System type
Step 1 — Choose the system type
| System | Density | Access | Best for |
|---|---|---|---|
| Selective | Low | 100% per pallet | Diverse SKUs, mixed weights |
| Drive-in | High | Last-in-first-out only | Few SKUs, high volume each |
| Push-back | Medium-high | FIFO at lane level | Buffer/staging stock |
| Pallet flow | High | True FIFO | FMCG, dated stock |
| Cantilever | N/A | Long products | Steel, timber, pipe |
Capacity
Step 2 — Specify the capacity
Capacity is the intersection of pallet weight, beam UDL and frame rating. Most QLD and NSW warehouses build to a nominal 1,000 kg per pallet, but heavy industries (food manufacturing, building products) often need 1,500 kg+ rated beams.
- Survey the heaviest 10% of pallets — design to those, not the average.
- Add a 15% margin for product growth and seasonal peaks.
- Account for the worst-case beam load (3 pallets concentrated at centre).
- Match frame capacity to total beam load × number of levels.

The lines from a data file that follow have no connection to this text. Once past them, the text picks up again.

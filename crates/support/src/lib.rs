//! Common utility for extended `std` types
//!
//! These are left public for convenience.
//!
//! For example, normalising element symbols or using prettier formatting for
//! half-lives in scientific notation are useful everywhere.

// Alias for the format! macro
pub use std::format as f;

// Modules
mod float_ext;
mod option_ext;
mod string_ext;

// Flatten
pub use float_ext::FloatExt;
pub use option_ext::OptionExt;
pub use string_ext::StringExt;
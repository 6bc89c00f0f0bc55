//! Query configuration

// standard library
use std::fs::File;
use std::io::BufReader;
use std::path::Path;

// external crates
use serde::{Deserialize, Serialize};

// internal modules
use crate::error::{Error, Result};

/// Minimum cumulative branching ratio ever followed through a decay chain
///
/// A `branching_ratio_threshold` of zero means "everything reachable", which
/// is raised to this floor so that traversal of deep or malformed decay data
/// always terminates. Branches pruned by the floor are counted in
/// [DecayChain::floor_pruned](crate::DecayChain::floor_pruned) and logged.
pub const BRANCHING_RATIO_FLOOR: f64 = 1e-12;

/// Maximum number of decay steps followed from a root nuclide
///
/// The longest natural series is well under 20 steps.
pub const MAX_CHAIN_DEPTH: usize = 64;

/// Options recognised by every query
///
/// | Option                      | Default | Effect                                                 |
/// | --------------------------- | ------- | ------------------------------------------------------ |
/// | `delta`                     | 2.0     | Half width (keV) of an energy search window            |
/// | `halflife_threshold`        | 0.0     | Minimum half-life (s) of a matching emitter            |
/// | `intensity_threshold`       | 0.0     | Minimum intensity (%) of a matching line               |
/// | `limit_intensity`           | false   | Keep only lines within 10% of a nuclide's strongest   |
/// | `branching_ratio_threshold` | 0.0     | Minimum cumulative branching ratio of a chain member   |
///
/// Each query validates the options it uses before doing any work, failing
/// with [Error::InvalidArgument] otherwise.
///
/// ```rust
/// # use gtools_nuclide::QueryOptions;
/// let options = QueryOptions::default()
///     .with_delta(1.0)
///     .with_halflife_threshold(60.0)
///     .with_intensity_threshold(1.0);
///
/// assert!(options.check_energy_window().is_ok());
/// assert!(QueryOptions::default().with_delta(0.0).check_energy_window().is_err());
/// ```
///
/// Options may also be read from a JSON file, where any missing field takes its
/// default value.
///
/// ```json
/// { "delta": 1.0, "limit_intensity": true }
/// ```
#[derive(Debug, Clone, Copy, PartialEq, Serialize, Deserialize)]
#[serde(default, deny_unknown_fields)]
pub struct QueryOptions {
    /// Half width of an energy search window (keV)
    pub delta: f64,
    /// Minimum half-life of a matching emitter (s)
    pub halflife_threshold: f64,
    /// Minimum intensity of a matching line (%)
    pub intensity_threshold: f64,
    /// Keep only lines within 10% of each nuclide's strongest line
    pub limit_intensity: bool,
    /// Minimum cumulative branching ratio of a chain member
    pub branching_ratio_threshold: f64,
}

impl Default for QueryOptions {
    fn default() -> Self {
        Self {
            delta: 2.0,
            halflife_threshold: 0.0,
            intensity_threshold: 0.0,
            limit_intensity: false,
            branching_ratio_threshold: 0.0,
        }
    }
}

impl QueryOptions {
    /// Read options from a JSON file
    pub fn from_json_file<P: AsRef<Path>>(path: P) -> Result<Self> {
        let reader = BufReader::new(File::open(path)?);
        Ok(serde_json::from_reader(reader)?)
    }

    /// Set the search window half width (keV)
    pub fn with_delta(mut self, delta: f64) -> Self {
        self.delta = delta;
        self
    }

    /// Set the minimum emitter half-life (s)
    pub fn with_halflife_threshold(mut self, threshold: f64) -> Self {
        self.halflife_threshold = threshold;
        self
    }

    /// Set the minimum line intensity (%)
    pub fn with_intensity_threshold(mut self, threshold: f64) -> Self {
        self.intensity_threshold = threshold;
        self
    }

    /// Toggle the per-nuclide 10% intensity cut
    pub fn with_limit_intensity(mut self, limit: bool) -> Self {
        self.limit_intensity = limit;
        self
    }

    /// Set the minimum cumulative branching ratio
    pub fn with_branching_ratio_threshold(mut self, threshold: f64) -> Self {
        self.branching_ratio_threshold = threshold;
        self
    }

    /// Validate the options used by an energy search
    pub fn check_energy_window(&self) -> Result<()> {
        if !self.delta.is_finite() || self.delta <= 0.0 {
            return Err(invalid("delta", self.delta, "must be finite and > 0"));
        }
        non_negative("halflife_threshold", self.halflife_threshold)?;
        non_negative("intensity_threshold", self.intensity_threshold)
    }

    /// Validate the options used by a line listing
    pub fn check_line_filter(&self) -> Result<()> {
        non_negative("intensity_threshold", self.intensity_threshold)
    }

    /// Validate the options used by chain resolution
    pub fn check_branching(&self) -> Result<()> {
        let ratio = self.branching_ratio_threshold;
        match (0.0..=1.0).contains(&ratio) {
            true => Ok(()),
            false => Err(invalid("branching_ratio_threshold", ratio, "must be in [0,1]")),
        }
    }
}

/// Validate a query energy
pub(crate) fn check_energy(name: &'static str, energy: f64) -> Result<()> {
    match energy.is_finite() {
        true => Ok(()),
        false => Err(invalid(name, energy, "must be finite")),
    }
}

fn non_negative(name: &'static str, value: f64) -> Result<()> {
    // also catches NaN
    match value >= 0.0 {
        true => Ok(()),
        false => Err(invalid(name, value, "must be >= 0")),
    }
}

fn invalid(name: &'static str, value: f64, reason: &'static str) -> Error {
    Error::InvalidArgument {
        name,
        value,
        reason,
    }
}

- Re-rate after any beam-level change.
Finish
Step 3 — Pick the right finish
Finish choice depends entirely on environment. Get this wrong and the racking will need replacement long before its design life. Galvanised or zinc-plated for cold/wet, powder-coat for ambient dry, special epoxies for chemical exposure.
Used vs new
Step 4 — Used or new?
Used racking can deliver 40–60% savings but only if the components are inspected, RAG-rated and brand-matched. Mixing brands in one frame voids AS 4084 compliance and is the most common mistake on used purchases.
Brand discipline
Final step
Step 5 — Install, certify, document
New or used, the install must be performed by a competent installer (QBCC-licensed in Queensland), certified against AS 4084:2023, and accompanied by written load notices at every aisle entry.